Reverend Fred Shaw joined forces with the NAACP to pass resolutions designed to protect African-Americans against psychiatric abuse and electroconvulsive therapy.
Reverend Fred Shaw, Vice President of the National Association for the Advancement of Colored People (NAACP) Inglewood/South Bay branch and the Director of Public Affairs for Citizens Commission on Human Rights (CCHR) International, began working to reform the mental health field over 25 years ago.

With the American Psychiatric Association (APA) appealing to the US Food and Drug Administration to reclassify the electroshock machine to the same safety category as contact lenses, and with the high amount of drugging of Black America, Shaw was compelled to do something.

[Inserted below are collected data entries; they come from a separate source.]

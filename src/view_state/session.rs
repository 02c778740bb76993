//! Per-view loading: cache lookup first, network on a miss.

use std::cell::RefCell;
use std::rc::Rc;
use std::sync::Arc;

use futures::future::{FutureExt, LocalBoxFuture};
use log::{debug, info};

use super::cache::{CacheUpdate, ViewCache};
use super::fetcher::ViewportFetcher;
use super::model::{ViewKey, ViewportSnapshot};
use crate::error::{ExploreError, Result};

/// Drives the fetcher on behalf of one mounted explore view and is the only
/// place where fetched snapshots enter the cache.
pub struct ExploreSession {
	cache: Rc<RefCell<ViewCache>>,
	fetcher: ViewportFetcher,
}

impl ExploreSession {
	pub fn new(cache: Rc<RefCell<ViewCache>>, fetcher: ViewportFetcher) -> Self {
		Self { cache, fetcher }
	}

	/// Resolves the snapshot for `key`. A cache hit returns immediately and
	/// abandons any unrelated in-flight request. A miss fetches and stores
	/// the result unless interest was cancelled in the meantime, in which
	/// case the future yields [`ExploreError::StaleResultDiscarded`].
	pub fn load(&self, key: ViewKey) -> LocalBoxFuture<'static, Result<Arc<ViewportSnapshot>>> {
		let cached = self.cache.borrow().read(&key).map(|e| e.snapshot.clone());
		if let Some(snapshot) = cached {
			debug!("session: cache hit for {key}");
			self.fetcher.cancel();
			return futures::future::ready(Ok(snapshot)).boxed_local();
		}

		let pending = self.fetcher.fetch(key);
		let cache = self.cache.clone();
		async move {
			let snapshot = pending.result.await?;
			// Joined fetches resume one by one; re-check interest for each.
			if pending.token.is_cancelled() {
				return Err(ExploreError::StaleResultDiscarded);
			}
			let mut cache = cache.borrow_mut();
			let already_stored = cache
				.read(&pending.key)
				.is_some_and(|e| Arc::ptr_eq(&e.snapshot, &snapshot));
			if !already_stored {
				info!(
					"session: loaded {} ({} nodes, {} edges)",
					pending.key,
					snapshot.nodes.len(),
					snapshot.edges.len()
				);
				cache.write(CacheUpdate::snapshot(snapshot.clone()));
			}
			Ok(snapshot)
		}
		.boxed_local()
	}

	/// Drops the cached view for everyone and loads `key` from scratch.
	pub fn reload(&self, key: ViewKey) -> LocalBoxFuture<'static, Result<Arc<ViewportSnapshot>>> {
		self.cache.borrow_mut().clear();
		self.fetcher.cancel();
		self.load(key)
	}

	/// Called when the owning view unmounts.
	pub fn cancel(&self) {
		self.fetcher.cancel();
	}
}

#[cfg(test)]
mod tests {
	use futures::executor::block_on;

	use super::*;
	use crate::config::AppConfig;
	use crate::view_state::fetcher::testing::ScriptedSource;

	fn session() -> (Rc<ScriptedSource>, Rc<RefCell<ViewCache>>, ExploreSession) {
		let source = Rc::new(ScriptedSource::default());
		let cache = Rc::new(RefCell::new(ViewCache::new()));
		let fetcher = ViewportFetcher::new(source.clone(), Rc::new(AppConfig::default()));
		(source, cache.clone(), ExploreSession::new(cache, fetcher))
	}

	fn body(id: &str) -> String {
		format!(r#"{{"nodes":[{{"id":"{id}"}}],"edges":[]}}"#)
	}

	#[test]
	fn miss_fetches_and_stores() {
		let (source, cache, session) = session();
		let key = ViewKey::new("A", 1);
		let load = session.load(key.clone());
		source.respond(&key, &body("A"));

		let snapshot = block_on(load).unwrap();
		let cache = cache.borrow();
		let entry = cache.read(&key).unwrap();
		assert!(Arc::ptr_eq(&entry.snapshot, &snapshot));
		assert_eq!(entry.camera, None);
		assert_eq!(entry.positions, None);
	}

	#[test]
	fn hit_skips_network() {
		let (source, _cache, session) = session();
		let key = ViewKey::new("A", 1);
		let load = session.load(key.clone());
		source.respond(&key, &body("A"));
		let first = block_on(load).unwrap();

		let second = block_on(session.load(key)).unwrap();
		assert!(Arc::ptr_eq(&first, &second));
		assert_eq!(source.request_count(), 1);
	}

	#[test]
	fn superseded_load_never_reaches_cache() {
		let (source, cache, session) = session();
		let a = ViewKey::new("A", 1);
		let b = ViewKey::new("B", 1);
		let load_a = session.load(a.clone());
		let load_b = session.load(b.clone());

		source.respond(&b, &body("B"));
		assert_eq!(block_on(load_b).unwrap().center_id, "B");

		// A resolves late, after B is already stored.
		source.respond(&a, &body("A"));
		assert_eq!(block_on(load_a).unwrap_err(), ExploreError::StaleResultDiscarded);
		assert_eq!(cache.borrow().current_key(), Some(b));
	}

	#[test]
	fn cancel_on_unmount_discards_result() {
		let (source, cache, session) = session();
		let key = ViewKey::new("A", 1);
		let load = session.load(key.clone());
		session.cancel();
		source.respond(&key, &body("A"));

		assert_eq!(block_on(load).unwrap_err(), ExploreError::StaleResultDiscarded);
		assert_eq!(cache.borrow().current_key(), None);
	}

	#[test]
	fn failure_leaves_previous_entry_untouched() {
		let (source, cache, session) = session();
		let a = ViewKey::new("A", 1);
		let load = session.load(a.clone());
		source.respond(&a, &body("A"));
		block_on(load).unwrap();

		let b = ViewKey::new("B", 1);
		let load = session.load(b.clone());
		source.respond_with(&b, Err(ExploreError::http(503, "unavailable")));
		assert!(block_on(load).is_err());

		let cache = cache.borrow();
		assert_eq!(cache.current_key(), Some(a));
		assert!(cache.read(&b).is_none());
	}

	#[test]
	fn cache_hit_cancels_unrelated_fetch() {
		let (source, cache, session) = session();
		let a = ViewKey::new("A", 1);
		let load = session.load(a.clone());
		source.respond(&a, &body("A"));
		block_on(load).unwrap();

		let b = ViewKey::new("B", 1);
		let load_b = session.load(b.clone());
		block_on(session.load(a.clone())).unwrap();
		source.respond(&b, &body("B"));

		assert_eq!(block_on(load_b).unwrap_err(), ExploreError::StaleResultDiscarded);
		assert_eq!(cache.borrow().current_key(), Some(a));
	}

	#[test]
	fn reload_refetches() {
		let (source, cache, session) = session();
		let key = ViewKey::new("A", 1);
		let load = session.load(key.clone());
		source.respond(&key, &body("A"));
		block_on(load).unwrap();

		let load = session.reload(key.clone());
		assert_eq!(cache.borrow().current_key(), None);
		source.respond(&key, &body("A"));
		block_on(load).unwrap();
		assert_eq!(source.request_count(), 2);
	}
}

And do something he did. He went to the media. He spoke on more than 19 radio shows, as well as on TV and through numerous press releases running in print and online, ultimately reached 4.9 million with the facts on electroconvulsive therapy (ECT) and psychotropic drugs.

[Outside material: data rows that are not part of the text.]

//! Application-wide state, created once by [`crate::App`] and handed to the
//! pages that need it.

use std::cell::RefCell;
use std::rc::Rc;

use crate::api::ApiClient;
use crate::config::AppConfig;
use crate::view_state::{
	ExploreSession, HttpViewportSource, TransactionLog, ViewCache, ViewportFetcher, ViewportSource,
};

#[derive(Clone)]
pub struct ExploreContext {
	pub config: Rc<AppConfig>,
	pub api: ApiClient,
	pub cache: Rc<RefCell<ViewCache>>,
	pub transactions: Rc<RefCell<TransactionLog>>,
	source: Rc<dyn ViewportSource>,
}

impl ExploreContext {
	pub fn new(config: AppConfig) -> Self {
		let api = ApiClient::new(&config.api_base_url);
		let source: Rc<dyn ViewportSource> = Rc::new(HttpViewportSource::new(api.clone()));
		Self::with_source(config, api, source)
	}

	pub fn with_source(config: AppConfig, api: ApiClient, source: Rc<dyn ViewportSource>) -> Self {
		Self {
			config: Rc::new(config),
			api,
			cache: Rc::new(RefCell::new(ViewCache::new())),
			transactions: Rc::new(RefCell::new(TransactionLog::new())),
			source,
		}
	}

	/// A fresh session for one explore view; sessions share the cache.
	pub fn session(&self) -> ExploreSession {
		let fetcher = ViewportFetcher::new(self.source.clone(), self.config.clone());
		ExploreSession::new(self.cache.clone(), fetcher)
	}
}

But it was in 2016 that he upped the ante, first joining CCHR’s protest march of more than 500 during the APA’s annual meeting in Atlanta, Georgia. The message of the march and subsequent CCHR traveling exhibit was the need to ban ECT. Joining him were not only fellow NAACP members, but members of Black Lives Matter, 10,000 Fearless, Concerned Black Clergy and the Nation of Islam.

Then Shaw dialed up the pressure once again, this time personally leading a march of 600 protesters during APA’s next annual meeting in San Diego, joined by the city’s NAACP chapter and again with the message, “Ban Electroshock—It’s Torture, Not Treatment.” Following on its heels were Psychiatry: An Industry of Death exhibits in Harlem and in Washington, DC, where the exhibit was on display for US Congress members at the annual Congressional Black Caucus Foundation Legislative Conference.

Shaw also did a series of lectures to groups including Southern California Cease Fire, Southern California Against Forced Treatment, the psychology faculty of Southwest College, Los Angeles Police Department’s Clergy Council and the NAACP. In total, he reached more than 12,000 through lectures and exhibits.

Shaw’s work culminated with proposals of two NAACP resolutions, one to ban ECT and another to oppose the mass psychotropic drugging of children. Both were unanimously passed by the NAACP national office and distributed to all 2,000 NAACP chapters in the US.